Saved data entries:
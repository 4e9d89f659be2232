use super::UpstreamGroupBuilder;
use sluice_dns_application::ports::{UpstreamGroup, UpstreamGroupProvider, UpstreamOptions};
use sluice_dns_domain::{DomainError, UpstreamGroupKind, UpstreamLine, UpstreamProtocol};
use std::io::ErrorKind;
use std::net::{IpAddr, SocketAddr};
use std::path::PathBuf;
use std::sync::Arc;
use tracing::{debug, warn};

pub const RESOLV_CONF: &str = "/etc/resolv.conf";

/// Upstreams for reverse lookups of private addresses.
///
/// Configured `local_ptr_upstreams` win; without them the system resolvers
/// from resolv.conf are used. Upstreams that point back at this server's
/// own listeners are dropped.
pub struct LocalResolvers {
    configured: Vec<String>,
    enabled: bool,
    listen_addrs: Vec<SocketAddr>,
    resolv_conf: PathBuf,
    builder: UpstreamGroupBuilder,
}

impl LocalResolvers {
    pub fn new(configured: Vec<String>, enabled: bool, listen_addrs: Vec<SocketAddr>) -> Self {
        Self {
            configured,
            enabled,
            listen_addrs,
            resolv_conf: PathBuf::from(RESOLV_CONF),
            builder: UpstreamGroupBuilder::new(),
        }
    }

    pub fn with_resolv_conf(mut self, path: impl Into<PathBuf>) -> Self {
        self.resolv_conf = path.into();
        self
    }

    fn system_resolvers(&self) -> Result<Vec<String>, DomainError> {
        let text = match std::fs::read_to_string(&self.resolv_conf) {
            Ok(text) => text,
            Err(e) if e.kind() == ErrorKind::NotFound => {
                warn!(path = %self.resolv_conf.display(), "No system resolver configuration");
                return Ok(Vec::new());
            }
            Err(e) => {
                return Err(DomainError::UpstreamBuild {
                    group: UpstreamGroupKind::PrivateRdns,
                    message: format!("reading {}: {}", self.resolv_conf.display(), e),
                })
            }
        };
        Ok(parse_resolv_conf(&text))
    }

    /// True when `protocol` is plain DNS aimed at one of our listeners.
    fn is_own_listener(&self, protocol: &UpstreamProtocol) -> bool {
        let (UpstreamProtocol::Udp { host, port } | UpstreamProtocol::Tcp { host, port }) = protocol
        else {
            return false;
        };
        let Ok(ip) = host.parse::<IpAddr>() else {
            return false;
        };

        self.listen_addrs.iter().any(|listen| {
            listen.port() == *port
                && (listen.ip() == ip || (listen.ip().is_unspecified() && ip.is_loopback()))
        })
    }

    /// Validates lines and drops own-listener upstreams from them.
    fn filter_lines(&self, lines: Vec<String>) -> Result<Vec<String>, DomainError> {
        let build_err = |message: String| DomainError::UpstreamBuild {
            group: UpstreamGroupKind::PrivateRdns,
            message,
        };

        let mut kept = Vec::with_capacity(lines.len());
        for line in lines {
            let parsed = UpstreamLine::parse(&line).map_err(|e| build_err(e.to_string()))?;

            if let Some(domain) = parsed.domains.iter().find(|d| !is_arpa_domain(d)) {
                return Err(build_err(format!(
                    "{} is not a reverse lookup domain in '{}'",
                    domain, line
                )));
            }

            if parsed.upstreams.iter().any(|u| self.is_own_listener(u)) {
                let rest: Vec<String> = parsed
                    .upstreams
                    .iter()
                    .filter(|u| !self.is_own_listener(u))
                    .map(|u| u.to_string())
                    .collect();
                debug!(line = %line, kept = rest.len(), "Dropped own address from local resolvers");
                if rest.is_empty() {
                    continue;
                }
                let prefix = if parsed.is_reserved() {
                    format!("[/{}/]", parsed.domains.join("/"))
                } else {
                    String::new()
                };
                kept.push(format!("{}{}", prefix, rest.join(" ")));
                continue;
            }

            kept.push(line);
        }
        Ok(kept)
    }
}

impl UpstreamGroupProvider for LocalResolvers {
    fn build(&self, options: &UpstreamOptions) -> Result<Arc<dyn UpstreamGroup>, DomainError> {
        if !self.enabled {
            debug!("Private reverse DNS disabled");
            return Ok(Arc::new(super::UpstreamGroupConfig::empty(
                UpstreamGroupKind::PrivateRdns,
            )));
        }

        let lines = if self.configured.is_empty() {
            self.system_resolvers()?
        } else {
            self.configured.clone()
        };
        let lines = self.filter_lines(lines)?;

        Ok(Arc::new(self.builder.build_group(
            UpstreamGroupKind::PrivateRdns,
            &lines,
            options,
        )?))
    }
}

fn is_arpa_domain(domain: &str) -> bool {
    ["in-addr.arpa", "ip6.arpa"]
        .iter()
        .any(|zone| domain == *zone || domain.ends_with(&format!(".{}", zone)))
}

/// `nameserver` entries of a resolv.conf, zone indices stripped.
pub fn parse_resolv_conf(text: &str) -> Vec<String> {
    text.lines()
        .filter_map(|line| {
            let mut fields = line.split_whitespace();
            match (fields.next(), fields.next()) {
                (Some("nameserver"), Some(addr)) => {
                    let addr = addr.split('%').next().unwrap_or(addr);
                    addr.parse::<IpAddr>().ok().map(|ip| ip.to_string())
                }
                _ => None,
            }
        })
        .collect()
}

* * *

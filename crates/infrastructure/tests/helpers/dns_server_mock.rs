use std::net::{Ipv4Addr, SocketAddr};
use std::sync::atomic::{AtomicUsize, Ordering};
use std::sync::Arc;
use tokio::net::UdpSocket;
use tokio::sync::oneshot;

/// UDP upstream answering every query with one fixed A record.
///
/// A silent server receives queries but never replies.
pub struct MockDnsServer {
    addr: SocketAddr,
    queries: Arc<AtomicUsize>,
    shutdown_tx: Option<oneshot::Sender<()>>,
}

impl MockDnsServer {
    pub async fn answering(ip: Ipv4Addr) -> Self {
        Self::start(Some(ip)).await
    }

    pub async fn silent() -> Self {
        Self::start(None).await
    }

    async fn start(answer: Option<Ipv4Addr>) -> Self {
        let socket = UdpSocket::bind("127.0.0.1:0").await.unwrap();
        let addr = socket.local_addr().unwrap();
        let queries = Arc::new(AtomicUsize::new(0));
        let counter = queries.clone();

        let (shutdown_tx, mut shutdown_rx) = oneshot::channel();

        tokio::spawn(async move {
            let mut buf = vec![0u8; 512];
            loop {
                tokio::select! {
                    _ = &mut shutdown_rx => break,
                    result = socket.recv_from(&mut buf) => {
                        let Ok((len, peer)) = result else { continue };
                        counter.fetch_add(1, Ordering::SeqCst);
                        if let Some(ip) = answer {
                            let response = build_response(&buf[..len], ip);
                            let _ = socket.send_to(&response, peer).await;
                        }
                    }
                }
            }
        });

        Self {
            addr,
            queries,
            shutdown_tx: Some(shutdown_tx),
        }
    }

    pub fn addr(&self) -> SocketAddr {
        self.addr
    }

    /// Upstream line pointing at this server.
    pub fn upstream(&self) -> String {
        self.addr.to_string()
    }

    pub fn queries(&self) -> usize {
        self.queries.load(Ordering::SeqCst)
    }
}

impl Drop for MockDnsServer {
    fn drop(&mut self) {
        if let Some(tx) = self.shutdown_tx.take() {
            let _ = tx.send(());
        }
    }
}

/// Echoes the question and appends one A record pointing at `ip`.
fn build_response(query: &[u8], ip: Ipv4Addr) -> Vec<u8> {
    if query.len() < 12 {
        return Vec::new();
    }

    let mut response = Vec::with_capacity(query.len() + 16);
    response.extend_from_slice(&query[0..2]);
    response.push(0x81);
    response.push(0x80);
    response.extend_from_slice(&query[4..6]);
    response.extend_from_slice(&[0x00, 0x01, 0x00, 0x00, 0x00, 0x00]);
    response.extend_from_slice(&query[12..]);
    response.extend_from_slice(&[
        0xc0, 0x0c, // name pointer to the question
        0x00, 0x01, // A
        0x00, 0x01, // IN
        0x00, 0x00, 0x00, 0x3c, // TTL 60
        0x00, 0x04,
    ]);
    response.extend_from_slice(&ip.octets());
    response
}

Task to complete: Every line above with the string "counter" in it needs to be copied.

Completed exercise:
        let counter = queries.clone();
                        counter.fetch_add(1, Ordering::SeqCst);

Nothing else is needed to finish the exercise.